Exome sequencing in 116 patients with inherited thrombocytopenia that remained of unknown origin after systematic phenotype-driven diagnostic workup

Abstract

Inherited thrombocytopenias (IT) are genetic diseases characterized by low platelet count, sometimes associated with congenital defects or a predisposition to develop additional conditions. Next-generation sequencing has substantially improved our knowledge of IT, with more than 40 genes identified so far, but obtaining a molecular diagnosis remains a challenge especially for patients with non-syndromic forms, having no clinical or functional phenotypes that raise suspicion about specific genes. We performed exome sequencing (ES) in a cohort of 116 IT patients (89 families), still undiagnosed after a previously validated phenotype-driven diagnostic algorithm including a targeted analysis of suspected genes. ES achieved a diagnostic yield of 36%, with a gain of 16% over the diagnostic algorithm. This can be explained by genetic heterogeneity and unspecific genotype-phenotype relationships that make the simultaneous analysis of all the genes, enabled by ES, the most reasonable strategy. Furthermore, ES disentangled situations that had been puzzling because of atypical inheritance, sex-related effects or false negative laboratory results.
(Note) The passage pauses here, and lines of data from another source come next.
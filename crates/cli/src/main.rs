use anyhow::{bail, Result};
use clap::{Parser, Subcommand};
use fandual::api::{
    build_dual, fan_mesh_edges, is_fan_valid, triangulate, DualCfg, GeomError, Grouping,
    TriangulateCfg,
};
use serde::Serialize;
use std::path::{Path, PathBuf};
use tracing_subscriber::fmt::SubscriberBuilder;

mod doc;
mod provenance;

use doc::{edge_pair, read_input, segment_pair, DualOut, InputDoc, TriangulateOut};
use provenance::{write_sidecar, Payload};

#[derive(Parser)]
#[command(name = "fandual")]
#[command(about = "Fan triangulation and dual-graph segments for polygon files")]
struct Cmd {
    /// Reject degenerate or ambiguous input instead of returning partial results
    #[arg(long, global = true)]
    strict: bool,

    #[command(subcommand)]
    action: Action,
}

#[derive(Subcommand)]
enum Action {
    /// Fan-triangulate `polygon` and print the edges
    Triangulate {
        /// JSON document path, or `-` for stdin
        #[arg(long)]
        input: String,
        /// Write the result here (plus a provenance sidecar) instead of stdout
        #[arg(long)]
        out: Option<String>,
    },
    /// Build dual segments from `triangulatedPolygon`, or from the fan of `polygon`
    Dual {
        #[arg(long)]
        input: String,
        #[arg(long)]
        out: Option<String>,
        /// One center per triangle instead of one per taken edge
        #[arg(long)]
        per_triangle: bool,
        /// Also emit center-to-center links between adjacent groups
        #[arg(long)]
        links: bool,
    },
    /// Print the tool version and default settings as JSON
    Report,
}

fn main() -> Result<()> {
    SubscriberBuilder::default()
        .with_target(false)
        .with_writer(std::io::stderr)
        .init();
    let cmd = Cmd::parse();
    match cmd.action {
        Action::Triangulate { input, out } => run_triangulate(&input, out.as_deref(), cmd.strict),
        Action::Dual {
            input,
            out,
            per_triangle,
            links,
        } => run_dual(&input, out.as_deref(), cmd.strict, per_triangle, links),
        Action::Report => report(),
    }
}

/// Fan edges of the document's `polygon`.
fn triangulate_doc(doc: &InputDoc, strict: bool) -> Result<TriangulateOut, GeomError> {
    let polygon = doc.polygon_points();
    let edges = triangulate(&polygon, TriangulateCfg { strict_mode: strict })?;
    let fan_valid = is_fan_valid(&polygon);
    if !fan_valid && polygon.len() >= 3 {
        tracing::warn!(
            vertices = polygon.len(),
            "fan overlaps itself; polygon is not star-shaped from its first vertex"
        );
    }
    Ok(TriangulateOut {
        edges: edges.iter().map(edge_pair).collect(),
        fan_valid,
    })
}

/// Dual segments of `triangulatedPolygon`, or of the fan mesh of `polygon` when absent.
fn dual_doc(
    doc: &InputDoc,
    strict: bool,
    per_triangle: bool,
    links: bool,
) -> Result<DualOut, GeomError> {
    let edges = match doc.triangulated_edges() {
        Some(edges) => edges,
        None => {
            tracing::info!("no triangulatedPolygon; using the fan of polygon");
            fan_mesh_edges(&doc.polygon_points(), TriangulateCfg { strict_mode: strict })?
        }
    };
    let cfg = DualCfg {
        strict_mode: strict,
        grouping: if per_triangle {
            Grouping::PerTriangle
        } else {
            Grouping::Accumulate
        },
    };
    let graph = build_dual(&edges, cfg)?;
    tracing::info!(
        edges = edges.len(),
        groups = graph.groups.len(),
        triangles = graph.triangle_count(),
        "dual_done"
    );
    Ok(DualOut {
        segments: graph.segments().iter().map(segment_pair).collect(),
        triangles: graph.triangle_count(),
        links: links.then(|| graph.center_links().iter().map(segment_pair).collect()),
    })
}

fn run_triangulate(input: &str, out: Option<&str>, strict: bool) -> Result<()> {
    tracing::info!(input, out = ?out, strict, "triangulate");
    let (doc, source) = read_input(input)?;
    let result = triangulate_doc(&doc, strict)?;
    let payload = Payload {
        command: "triangulate",
        source,
        params: serde_json::json!({ "strict": strict }),
        output: result.summary(),
    };
    emit(&result, out, &payload)?;
    Ok(())
}

fn run_dual(
    input: &str,
    out: Option<&str>,
    strict: bool,
    per_triangle: bool,
    links: bool,
) -> Result<()> {
    tracing::info!(input, out = ?out, strict, per_triangle, links, "dual");
    let (doc, source) = read_input(input)?;
    let result = dual_doc(&doc, strict, per_triangle, links)?;
    let payload = Payload {
        command: "dual",
        source,
        params: serde_json::json!({
            "strict": strict,
            "per_triangle": per_triangle,
            "links": links
        }),
        output: result.summary(),
    };
    emit(&result, out, &payload)?;
    Ok(())
}

/// Print to stdout, or write `out` and its provenance sidecar (returned).
fn emit<T: Serialize>(
    result: &T,
    out: Option<&str>,
    payload: &Payload,
) -> Result<Option<PathBuf>> {
    let Some(out) = out else {
        println!("{}", serde_json::to_string_pretty(result)?);
        return Ok(None);
    };
    let out_path = Path::new(out);
    if out_path.is_dir() {
        bail!("--out must be a file path, got directory {out}");
    }
    if let Some(parent) = out_path.parent() {
        if !parent.as_os_str().is_empty() {
            std::fs::create_dir_all(parent)?;
        }
    }
    std::fs::write(out_path, serde_json::to_vec_pretty(result)?)?;
    let prov = write_sidecar(out_path, payload)?;
    tracing::info!(out, provenance = %prov.display(), "written");
    Ok(Some(prov))
}

fn report() -> Result<()> {
    let obj = serde_json::json!({
        "tool": "fandual",
        "version": fandual::VERSION,
        "defaults": {
            "strict": false,
            "grouping": format!("{:?}", Grouping::default())
        }
    });
    println!("{}", serde_json::to_string_pretty(&obj)?);
    Ok(())
}

#[cfg(test)]
mod tests {
    use super::*;
    use crate::doc::parse_input;
    use serde_json::Value;
    use std::fs;
    use tempfile::tempdir;

    const SQUARE: &str = r#"{"polygon": [
        {"lat": 0, "lng": 0}, {"lat": 0, "lng": 2}, {"lat": 2, "lng": 2}, {"lat": 2, "lng": 0}
    ]}"#;

    fn doc(raw: &str) -> InputDoc {
        parse_input("test.json", raw).unwrap().0
    }

    #[test]
    fn triangulate_output_shape() {
        let out = triangulate_doc(&doc(SQUARE), false).unwrap();
        assert_eq!(out.edges.len(), 3);
        assert!(out.fan_valid);
        let v = serde_json::to_value(&out).unwrap();
        assert_eq!(v["fan_valid"], true);
        // anchor first, then the third vertex
        assert_eq!(v["edges"][1][0]["lat"], 0.0);
        assert_eq!(v["edges"][1][1]["lng"], 2.0);
        assert_eq!(v["edges"][1][1]["lat"], 2.0);
    }

    #[test]
    fn strict_flag_turns_small_polygon_into_error() {
        let two = doc(r#"{"polygon": [{"lat": 0, "lng": 0}, {"lat": 1, "lng": 1}]}"#);
        let legacy = triangulate_doc(&two, false).unwrap();
        assert!(legacy.edges.is_empty());
        assert!(!legacy.fan_valid);
        assert_eq!(
            triangulate_doc(&two, true).unwrap_err(),
            GeomError::TooFewVertices { got: 2 }
        );
        assert_eq!(
            dual_doc(&two, true, false, false).unwrap_err(),
            GeomError::TooFewVertices { got: 2 }
        );
    }

    #[test]
    fn dual_falls_back_to_fan_mesh_of_polygon() {
        let out = dual_doc(&doc(SQUARE), true, true, true).unwrap();
        assert_eq!(out.triangles, 2);
        assert_eq!(out.segments.len(), 6);
        assert_eq!(out.links.as_ref().map(Vec::len), Some(1));
        let v = serde_json::to_value(&out).unwrap();
        assert_eq!(v["triangles"], 2);
        assert!(v["links"].is_array());

        let no_links = serde_json::to_value(dual_doc(&doc(SQUARE), false, false, false).unwrap())
            .unwrap();
        assert!(no_links.get("links").is_none());
    }

    #[test]
    fn dual_prefers_triangulated_polygon() {
        let raw = r#"{
            "polygon": [{"lat": 0, "lng": 0}, {"lat": 0, "lng": 2}, {"lat": 2, "lng": 2}, {"lat": 2, "lng": 0}],
            "triangulatedPolygon": [
                [{"lat": 0, "lng": 0}, {"lat": 2, "lng": 0}],
                [{"lat": 2, "lng": 0}, {"lat": 1, "lng": 2}],
                [{"lat": 1, "lng": 2}, {"lat": 0, "lng": 0}]
            ]
        }"#;
        let out = dual_doc(&doc(raw), false, false, false).unwrap();
        assert_eq!(out.triangles, 1);
        assert_eq!(out.segments.len(), 3);
        // every segment starts at the triangle center (1, 2/3)
        for [from, _] in &out.segments {
            assert!((from.lat - 1.0).abs() < 1e-12);
            assert!((from.lng - 2.0 / 3.0).abs() < 1e-12);
        }
    }

    #[test]
    fn strict_dual_rejects_open_fan_lines() {
        let raw = r#"{"triangulatedPolygon": [
            [{"lat": 0, "lng": 0}, {"lat": 0, "lng": 2}],
            [{"lat": 0, "lng": 0}, {"lat": 2, "lng": 2}]
        ]}"#;
        assert!(matches!(
            dual_doc(&doc(raw), true, false, false),
            Err(GeomError::DanglingEdge { .. })
        ));
        let legacy = dual_doc(&doc(raw), false, false, false).unwrap();
        assert!(legacy.segments.is_empty());
    }

    #[test]
    fn dual_file_run_writes_result_and_sidecar() {
        let dir = tempdir().unwrap();
        let input = dir.path().join("square.json");
        fs::write(&input, SQUARE).unwrap();
        let out = dir.path().join("nested").join("dual.json");
        let input_str = input.to_string_lossy().to_string();
        let out_str = out.to_string_lossy().to_string();
        run_dual(&input_str, Some(&out_str), false, true, false).unwrap();

        let result: Value = serde_json::from_slice(&fs::read(&out).unwrap()).unwrap();
        assert_eq!(result["triangles"], 2);
        assert_eq!(result["segments"].as_array().map(Vec::len), Some(6));

        let prov_path = dir.path().join("nested").join("dual.provenance.json");
        let prov: Value = serde_json::from_slice(&fs::read(prov_path).unwrap()).unwrap();
        let (_, source) = parse_input(&input_str, SQUARE).unwrap();
        assert_eq!(prov["command"], "dual");
        assert_eq!(prov["input"]["fingerprint"], source.fingerprint.as_str());
        assert_eq!(prov["params"]["per_triangle"], true);
        assert_eq!(prov["output"]["kind"], "segments");
        assert_eq!(prov["output"]["segments"], 6);
        assert_eq!(prov["output"]["triangles"], 2);
    }

    #[test]
    fn out_directory_is_rejected() {
        let dir = tempdir().unwrap();
        let (_, source) = parse_input("x.json", SQUARE).unwrap();
        let payload = Payload {
            command: "triangulate",
            source,
            params: Value::Null,
            output: Value::Null,
        };
        let out = dir.path().to_string_lossy().to_string();
        assert!(emit(&Value::Null, Some(&out), &payload).is_err());
    }
}
//! Plain 2D value types shared by the triangulator and the dual builder.
//!
//! - `Point`: alias for `Vector2<f64>`; equality is exact (`==` on both coordinates).
//! - `Edge`: unordered pair of points.
//! - `Segment`: ordered pair of points (drawable output).
//! - `Polygon`: implicitly closed vertex ring, read-only for the library.
//! - `Bounds2`: axis-aligned bounding box.

use nalgebra::Vector2;

/// A point in the plane. In the map domain `x` is latitude and `y` longitude.
pub type Point = Vector2<f64>;

/// Unordered pair of points.
///
/// Two edges compare equal iff their endpoint sets match under exact point
/// equality, in either orientation. No tolerance is applied: points that differ
/// by rounding noise are distinct.
#[derive(Clone, Copy, Debug)]
pub struct Edge {
    pub a: Point,
    pub b: Point,
}

impl Edge {
    #[inline]
    pub fn new(a: Point, b: Point) -> Self {
        Self { a, b }
    }

    #[inline]
    pub fn vertices(&self) -> [Point; 2] {
        [self.a, self.b]
    }

    /// True if either endpoint equals `p` exactly.
    #[inline]
    pub fn has_vertex(&self, p: &Point) -> bool {
        self.a == *p || self.b == *p
    }

    /// True if the two edges share at least one endpoint.
    #[inline]
    pub fn touches(&self, other: &Edge) -> bool {
        self.has_vertex(&other.a) || self.has_vertex(&other.b)
    }

    /// Endpoint opposite to `p`, if `p` is an endpoint.
    #[inline]
    pub fn other(&self, p: &Point) -> Option<Point> {
        if self.a == *p {
            Some(self.b)
        } else if self.b == *p {
            Some(self.a)
        } else {
            None
        }
    }

    /// Midpoint ("edge center").
    #[inline]
    pub fn center(&self) -> Point {
        (self.a + self.b) * 0.5
    }

    #[inline]
    pub fn is_degenerate(&self) -> bool {
        self.a == self.b
    }

    #[inline]
    pub fn is_finite(&self) -> bool {
        self.a.iter().chain(self.b.iter()).all(|c| c.is_finite())
    }
}

impl PartialEq for Edge {
    fn eq(&self, other: &Self) -> bool {
        (self.a == other.a && self.b == other.b) || (self.a == other.b && self.b == other.a)
    }
}

/// Directed segment `from → to`. Dual output uses `from` = triangle center and
/// `to` = edge center.
#[derive(Clone, Copy, Debug, PartialEq)]
pub struct Segment {
    pub from: Point,
    pub to: Point,
}

impl Segment {
    #[inline]
    pub fn new(from: Point, to: Point) -> Self {
        Self { from, to }
    }
}

/// Ordered vertex ring; the last vertex connects back to the first.
#[derive(Clone, Debug, Default, PartialEq)]
pub struct Polygon {
    pub vertices: Vec<Point>,
}

impl Polygon {
    pub fn new(vertices: Vec<Point>) -> Self {
        Self { vertices }
    }

    #[inline]
    pub fn len(&self) -> usize {
        self.vertices.len()
    }

    #[inline]
    pub fn is_empty(&self) -> bool {
        self.vertices.is_empty()
    }

    /// First vertex; apex of the fan triangulation.
    #[inline]
    pub fn anchor(&self) -> Option<Point> {
        self.vertices.first().copied()
    }

    /// Boundary edges `(p[i], p[i+1])`, closing with `(p[n-1], p[0])`.
    pub fn boundary(&self) -> Vec<Edge> {
        let n = self.vertices.len();
        if n < 2 {
            return Vec::new();
        }
        (0..n)
            .map(|k| Edge::new(self.vertices[k], self.vertices[(k + 1) % n]))
            .collect()
    }
}

/// Axis-aligned bounding box `[min, max]`.
#[derive(Clone, Copy, Debug, PartialEq)]
pub struct Bounds2 {
    pub min: Point,
    pub max: Point,
}

impl Bounds2 {
    /// Bounds of a point set; `None` for an empty set.
    pub fn of_points<'a, I>(points: I) -> Option<Self>
    where
        I: IntoIterator<Item = &'a Point>,
    {
        let mut it = points.into_iter();
        let first = *it.next()?;
        let mut b = Bounds2 {
            min: first,
            max: first,
        };
        for p in it {
            b.min = b.min.inf(p);
            b.max = b.max.sup(p);
        }
        Some(b)
    }

    /// Bounds of all edge endpoints.
    pub fn of_edges(edges: &[Edge]) -> Option<Self> {
        let pts: Vec<Point> = edges.iter().flat_map(|e| e.vertices()).collect();
        Self::of_points(&pts)
    }

    /// Closed containment with slack `eps` on every side.
    #[inline]
    pub fn contains_eps(&self, p: &Point, eps: f64) -> bool {
        p.x >= self.min.x - eps
            && p.x <= self.max.x + eps
            && p.y >= self.min.y - eps
            && p.y <= self.max.y + eps
    }
}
Finally, ES-based copy number variant analysis disclosed an unexpectedly high prevalence of RUNX1 deletions, predisposing to hematologic malignancies. Our findings demonstrate that ES, including copy number variant analysis, can substantially contribute to the diagnosis of IT and can solve diagnostic problems that would otherwise remain a challenge.

Figure 1.

Pedigrees of families with inherited thrombocytopenia. (AC) Families with pathogenic variants in ABCG8 (A), WAS (B) and GATA1 (C). Double lines indicate consanguineous unions. Platelet count (x10⁹/L) and genotype are reported when available. wt: wt allele; mut: mutated allele.

Figure 2.

RUNX1 deletions. (A) RUNX1 deletions identified by exome sequencing were confirmed by chromosomal microarray analysis. Profiles from probands of Families 44, 66 and 72 (top to bottom panels) are shown. Highlighting indicates deleted regions. The top panel was produced by the UCSC Genome Browser (https://genome.ucsc.edu/) and shows the genomic positions and all genes included in the region. Segregation of deletions was evaluated by real-time polymerase chain reaction in Family.44 (B), Family.66 (C) and Family.72 (D). Genotype is reported when available.